7. The seal of claim 5, wherein the removable insert is a ring of silicon carbide (SiC) having a planar surface that mates with a planar face of the carbon graphite mating surface.

8. The seal of claim 5, wherein the removable insert is retained in the circular chamfer by one or more anti-rotation pins press fit within the circular chamfer.

9. The seal of claim 5, wherein the CTE coefficient of the removable insert is within the predetermined range of 15% of the CTE of the carrier mating surface.
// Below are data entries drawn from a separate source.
#[async_trait]
impl ActorRepository for PgActorRepository {
    async fn create(
        &self,
        kind: ActorKind,
        profile: &ActorProfile,
        password_hash: &str,
        registration_key: Option<Uuid>,
    ) -> Result<Actor, IdentityError> {
        if let Some(key) = registration_key {
            if let Some(existing) = self.find_by_registration_key(key).await? {
                return Ok(existing);
            }
        }

        let sequence: i64 = sqlx::query_scalar("SELECT nextval($1::regclass)")
            .bind(kind.login_sequence())
            .fetch_one(&self.pool)
            .await
            .map_err(|e| IdentityError::Database(format!("Failed to draw login sequence: {}", e)))?;

        let inserted = sqlx::query_as::<_, Actor>(concat!(
            r#"
            INSERT INTO actors (
                kind, user_login, password_hash, registration_key,
                fullname, email, phone, birthday, gender,
                branch_id, group_id, salary, ielts_score, ielts_attempts_count, paid_sum,
                started_at, finished_at
            )
            VALUES ($1, $2, $3, $4, $5, $6, $7, $8, $9, $10, $11, $12, $13, $14, $15, $16, $17)
            ON CONFLICT (registration_key) DO NOTHING
            RETURNING "#,
            actor_columns!()
        ))
        .bind(kind)
        .bind(kind.format_login(sequence))
        .bind(password_hash)
        .bind(registration_key)
        .bind(profile.fullname.trim())
        .bind(&profile.email)
        .bind(&profile.phone)
        .bind(profile.birthday)
        .bind(&profile.gender)
        .bind(profile.branch_id)
        .bind(profile.group_id)
        .bind(profile.salary)
        .bind(profile.ielts_score)
        .bind(profile.ielts_attempts_count)
        .bind(profile.paid_sum)
        .bind(profile.started_at)
        .bind(profile.finished_at)
        .fetch_optional(&self.pool)
        .await
        .map_err(|e| IdentityError::Database(format!("Failed to create actor: {}", e)))?;

        match (inserted, registration_key) {
            (Some(actor), _) => Ok(actor),
            // Lost a race with a concurrent retry of the same registration.
            (None, Some(key)) => self
                .find_by_registration_key(key)
                .await?
                .ok_or_else(|| IdentityError::Database("Registration row vanished".to_string())),
            (None, None) => Err(IdentityError::Database(
                "Insert returned no row".to_string(),
            )),
        }
    }

    async fn update(
        &self,
        kind: ActorKind,
        id: Uuid,
        profile: &ActorProfile,
    ) -> Result<Option<Actor>, IdentityError> {
        sqlx::query_as::<_, Actor>(concat!(
            r#"
            UPDATE actors SET
                fullname = $3, email = $4, phone = $5, birthday = $6, gender = $7,
                branch_id = $8, group_id = $9, salary = $10, ielts_score = $11,
                ielts_attempts_count = $12, paid_sum = $13, started_at = $14,
                finished_at = $15, updated_at = NOW()
            WHERE id = $1 AND kind = $2 AND deleted_at IS NULL
            RETURNING "#,
            actor_columns!()
        ))
        .bind(id)
        .bind(kind)
        .bind(profile.fullname.trim())
        .bind(&profile.email)
        .bind(&profile.phone)
        .bind(profile.birthday)
        .bind(&profile.gender)
        .bind(profile.branch_id)
        .bind(profile.group_id)
        .bind(profile.salary)
        .bind(profile.ielts_score)
        .bind(profile.ielts_attempts_count)
        .bind(profile.paid_sum)
        .bind(profile.started_at)
        .bind(profile.finished_at)
        .fetch_optional(&self.pool)
        .await
        .map_err(|e| IdentityError::Database(format!("Failed to update actor: {}", e)))
    }

    async fn get_all(
        &self,
        kind: ActorKind,
        filter: &ListFilter,
    ) -> Result<ActorList, IdentityError> {
        let pattern = filter.search_pattern();

        let actors = sqlx::query_as::<_, Actor>(concat!(
            "SELECT ",
            actor_columns!(),
            r#"
            FROM actors
            WHERE kind = $1 AND deleted_at IS NULL
              AND ($2::text IS NULL OR fullname ILIKE $2)
            ORDER BY created_at DESC, user_login DESC
            LIMIT $3 OFFSET $4
            "#
        ))
        .bind(kind)
        .bind(pattern.as_deref())
        .bind(filter.page_limit())
        .bind(filter.row_offset())
        .fetch_all(&self.pool)
        .await
        .map_err(|e| IdentityError::Database(format!("Failed to list actors: {}", e)))?;

        let count: i64 = sqlx::query_scalar(
            r#"
            SELECT COUNT(*)
            FROM actors
            WHERE kind = $1 AND deleted_at IS NULL
              AND ($2::text IS NULL OR fullname ILIKE $2)
            "#,
        )
        .bind(kind)
        .bind(pattern.as_deref())
        .fetch_one(&self.pool)
        .await
        .map_err(|e| IdentityError::Database(format!("Failed to count actors: {}", e)))?;

        Ok(ActorList { actors, count })
    }

    async fn get_by_id(&self, kind: ActorKind, id: Uuid) -> Result<Option<Actor>, IdentityError> {
        sqlx::query_as::<_, Actor>(concat!(
            "SELECT ",
            actor_columns!(),
            " FROM actors WHERE id = $1 AND kind = $2 AND deleted_at IS NULL"
        ))
        .bind(id)
        .bind(kind)
        .fetch_optional(&self.pool)
        .await
        .map_err(|e| IdentityError::Database(format!("Failed to fetch actor by id: {}", e)))
    }

    async fn delete(&self, kind: ActorKind, id: Uuid) -> Result<bool, IdentityError> {
        let result = sqlx::query(
            r#"
            UPDATE actors
            SET deleted_at = NOW()
            WHERE id = $1 AND kind = $2 AND deleted_at IS NULL
            "#,
        )
        .bind(id)
        .bind(kind)
        .execute(&self.pool)
        .await
        .map_err(|e| IdentityError::Database(format!("Failed to delete actor: {}", e)))?;

        Ok(result.rows_affected() > 0)
    }

    async fn get_credential_by_login(
        &self,
        kind: ActorKind,
        login: &str,
    ) -> Result<Option<Credential>, IdentityError> {
        sqlx::query_as::<_, Credential>(
            r#"
            SELECT id AS subject_id, user_login AS login_handle, password_hash
            FROM actors
            WHERE kind = $1 AND user_login = $2 AND deleted_at IS NULL
            "#,
        )
        .bind(kind)
        .bind(login)
        .fetch_optional(&self.pool)
        .await
        .map_err(|e| IdentityError::Database(format!("Failed to fetch credential: {}", e)))
    }

    async fn get_password(
        &self,
        kind: ActorKind,
        login: &str,
    ) -> Result<Option<String>, IdentityError> {
        sqlx::query_scalar(
            r#"
            SELECT password_hash
            FROM actors
            WHERE kind = $1 AND user_login = $2 AND deleted_at IS NULL
            "#,
        )
        .bind(kind)
        .bind(login)
        .fetch_optional(&self.pool)
        .await
        .map_err(|e| IdentityError::Database(format!("Failed to fetch password hash: {}", e)))
    }

    async fn replace_password_hash(
        &self,
        kind: ActorKind,
        login: &str,
        expected_hash: &str,
        new_hash: &str,
    ) -> Result<bool, IdentityError> {
        let result = sqlx::query(
            r#"
            UPDATE actors
            SET password_hash = $4, updated_at = NOW()
            WHERE kind = $1 AND user_login = $2 AND password_hash = $3
              AND deleted_at IS NULL
            "#,
        )
        .bind(kind)
        .bind(login)
        .bind(expected_hash)
        .bind(new_hash)
        .execute(&self.pool)
        .await
        .map_err(|e| IdentityError::Database(format!("Failed to change password: {}", e)))?;

        Ok(result.rows_affected() > 0)
    }

    async fn exists(&self, kind: ActorKind, id: Uuid) -> Result<bool, IdentityError> {
        sqlx::query_scalar(
            r#"
            SELECT EXISTS(
                SELECT 1 FROM actors WHERE id = $1 AND kind = $2 AND deleted_at IS NULL
            )
            "#,
        )
        .bind(id)
        .bind(kind)
        .fetch_one(&self.pool)
        .await
        .map_err(|e| IdentityError::Database(format!("Failed to check actor: {}", e)))
    }
}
10. A method of producing a seal, comprising:

defining a circular recess in a planar face of the insert carrier;

heating the insert carrier to a predetermined temperature for a predetermined amount of time;

inserting a removable annular insert into the circular recess;

cooling the insert carrier; and

mating a planar surface of the removable annular insert with a planar face of a carbon graphite mating seal.